Increased Sensitivity to the C-X-C Chemokine CINC/gro in a Model of Chronic Inflammation

Abstract

The C-C chemokine MCP-1 elicits significant neutrophil emigration in rats with chronic adjuvant-induced inflammation, but not in naive animals. We examined responses to the C-X-C chemokine CINC/gro to determine whether this class of chemokine elicits altered neutrophil responses during chronic inflammation. CINC/gro was superfused over mesenteric venules of naive rats or animals with chronic adjuvant-induced vasculitis. Antibodies were used to characterize adhesive mechanisms. CINC/gro elicited leukocyte transendothelial migration in adjuvant-immunized rats at 100-fold lower concentrations than required to elicit transmigration in naive animals.
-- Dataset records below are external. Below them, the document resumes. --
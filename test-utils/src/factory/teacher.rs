//! Teacher factory for creating test teacher entities.

use chrono::Utc;
use sea_orm::{ActiveModelTrait, ActiveValue, DatabaseConnection, DbErr, TransactionTrait};

use crate::{
    cleanup,
    factory::{resolve_or, Fixture},
    generator,
    registry::FactoryType,
};

/// School a created teacher is assigned to.
#[derive(Debug, Clone, PartialEq)]
pub enum SchoolRef {
    Id(i32),
    /// A persisted school; only its id is stored on the teacher.
    Entity(entity::school::Model),
}

impl SchoolRef {
    pub fn id(&self) -> i32 {
        match self {
            Self::Id(id) => *id,
            Self::Entity(school) => school.id,
        }
    }
}

impl From<i32> for SchoolRef {
    fn from(id: i32) -> Self {
        Self::Id(id)
    }
}

impl From<entity::school::Model> for SchoolRef {
    fn from(school: entity::school::Model) -> Self {
        Self::Entity(school)
    }
}

impl From<&entity::school::Model> for SchoolRef {
    fn from(school: &entity::school::Model) -> Self {
        Self::Entity(school.clone())
    }
}

/// Attribute overrides for created teachers. Unset attributes use generated defaults.
///
/// Teachers are unassigned unless [`TeacherOverrides::school`] is set.
#[derive(Debug, Clone, Default)]
pub struct TeacherOverrides {
    pub first_name: Option<Fixture<String>>,
    pub last_name: Option<Fixture<String>>,
    pub email: Option<Fixture<String>>,
    pub phone: Option<Fixture<String>>,
    pub subject: Option<Fixture<String>>,
    pub school: Option<SchoolRef>,
}

impl TeacherOverrides {
    pub fn new() -> Self {
        Self::default()
    }

    pub fn first_name(mut self, first_name: impl Into<Fixture<String>>) -> Self {
        self.first_name = Some(first_name.into());
        self
    }

    pub fn last_name(mut self, last_name: impl Into<Fixture<String>>) -> Self {
        self.last_name = Some(last_name.into());
        self
    }

    pub fn email(mut self, email: impl Into<Fixture<String>>) -> Self {
        self.email = Some(email.into());
        self
    }

    pub fn phone(mut self, phone: impl Into<Fixture<String>>) -> Self {
        self.phone = Some(phone.into());
        self
    }

    pub fn subject(mut self, subject: impl Into<Fixture<String>>) -> Self {
        self.subject = Some(subject.into());
        self
    }

    /// Assigns every created teacher to `school`, given as an id or a school entity.
    pub fn school(mut self, school: impl Into<SchoolRef>) -> Self {
        self.school = Some(school.into());
        self
    }
}

/// Factory persisting `teacher` rows.
///
/// Defaults:
/// - first_name: `"Teacher {n}"`, `n` unique per batch
/// - last_name: `"Surname{index}"`
/// - email: `"teacher{n}.{token}@example.test"`, `n` unique per row
/// - phone: random `555-xxx-xxxx` number
/// - subject: random subject
/// - school: none
#[derive(Debug, Clone)]
pub struct TeacherFactory {
    db: DatabaseConnection,
}

impl TeacherFactory {
    pub fn new(db: DatabaseConnection) -> Self {
        Self { db }
    }

    /// Creates one teacher.
    ///
    /// # Arguments
    /// - `overrides` - Attributes replacing the generated defaults
    ///
    /// # Returns
    /// - `Ok(entity::teacher::Model)` - The persisted teacher with its generated id
    /// - `Err(DbErr)` - Insert or transaction failure, e.g. an unknown school id
    pub async fn create(
        &self,
        overrides: TeacherOverrides,
    ) -> Result<entity::teacher::Model, DbErr> {
        self.create_many(1, overrides)
            .await?
            .pop()
            .ok_or(DbErr::RecordNotInserted)
    }

    /// Creates `count` teachers in one transaction.
    ///
    /// Rows are returned in insertion order. If any insert fails the whole batch
    /// is rolled back.
    pub async fn create_many(
        &self,
        count: usize,
        overrides: TeacherOverrides,
    ) -> Result<Vec<entity::teacher::Model>, DbErr> {
        let batch_name = generator::name(Some("Teacher"));
        let school_id = overrides.school.as_ref().map(SchoolRef::id);
        let now = Utc::now();

        let txn = self.db.begin().await?;
        let mut teachers = Vec::with_capacity(count);

        for index in 0..count {
            let teacher = entity::teacher::ActiveModel {
                first_name: ActiveValue::Set(resolve_or(&overrides.first_name, index, || {
                    batch_name.clone()
                })),
                last_name: ActiveValue::Set(resolve_or(&overrides.last_name, index, || {
                    format!("Surname{}", index)
                })),
                email: ActiveValue::Set(resolve_or(&overrides.email, index, || {
                    generator::email(Some(format!("teacher{}", generator::next_unique_id()).as_str()))
                })),
                phone: ActiveValue::Set(resolve_or(&overrides.phone, index, generator::phone)),
                subject: ActiveValue::Set(resolve_or(&overrides.subject, index, generator::subject)),
                school_id: ActiveValue::Set(school_id),
                created_at: ActiveValue::Set(now),
                updated_at: ActiveValue::Set(now),
                ..Default::default()
            }
            .insert(&txn)
            .await?;

            teachers.push(teacher);
        }

        txn.commit().await?;

        Ok(teachers)
    }

    /// Erases every teacher and restarts the id sequence, logging failures.
    pub async fn cleanup(&self) {
        if let Err(e) = self.try_cleanup().await {
            tracing::error!("Teacher cleanup failed: {}", e);
        }
    }

    pub async fn try_cleanup(&self) -> Result<(), DbErr> {
        cleanup::run_cleanup_chain(&self.db, &cleanup::table_chain(FactoryType::Teacher)).await
    }
}

/// Creates an unassigned teacher with default values.
pub async fn create_teacher(db: &DatabaseConnection) -> Result<entity::teacher::Model, DbErr> {
    TeacherFactory::new(db.clone())
        .create(TeacherOverrides::default())
        .await
}

/// Creates a teacher assigned to `school`.
///
/// # Arguments
/// - `db` - Database connection
/// - `school` - Persisted school the teacher works at
///
/// # Returns
/// - `Ok(entity::teacher::Model)` - Created teacher with `school_id` set
/// - `Err(DbErr)` - Database error during insert
pub async fn create_teacher_for_school(
    db: &DatabaseConnection,
    school: &entity::school::Model,
) -> Result<entity::teacher::Model, DbErr> {
    TeacherFactory::new(db.clone())
        .create(TeacherOverrides::new().school(school))
        .await
}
In both groups, neutrophils constituted > 95% of the leukocytes recruited by CINC/gro. Using in vitro chemotaxis assays, neutrophils from control and adjuvant-immunized rats responded equally to CINC/gro, suggesting differences in migration were not related to neutrophil phenotype. Differences in adhesion molecule usage were noted in vivo. In control animals, CD18 antibodies blocked CINC/gro-induced neutrophil adhesion and emigration. In adjuvant-immunized animals, an alpha 4-integrin antibody reduced adhesion and emigration, while a CD18 antibody selectively inhibited emigration. This study demonstrates increased sensitivity to a C-X-C chemokine in a model of chronic inflammation, implicates the alpha 4-integrin in neutrophil adhesion, and demonstrates that CD18 mediates leukocyte transendothelial migration independent from firm adhesion.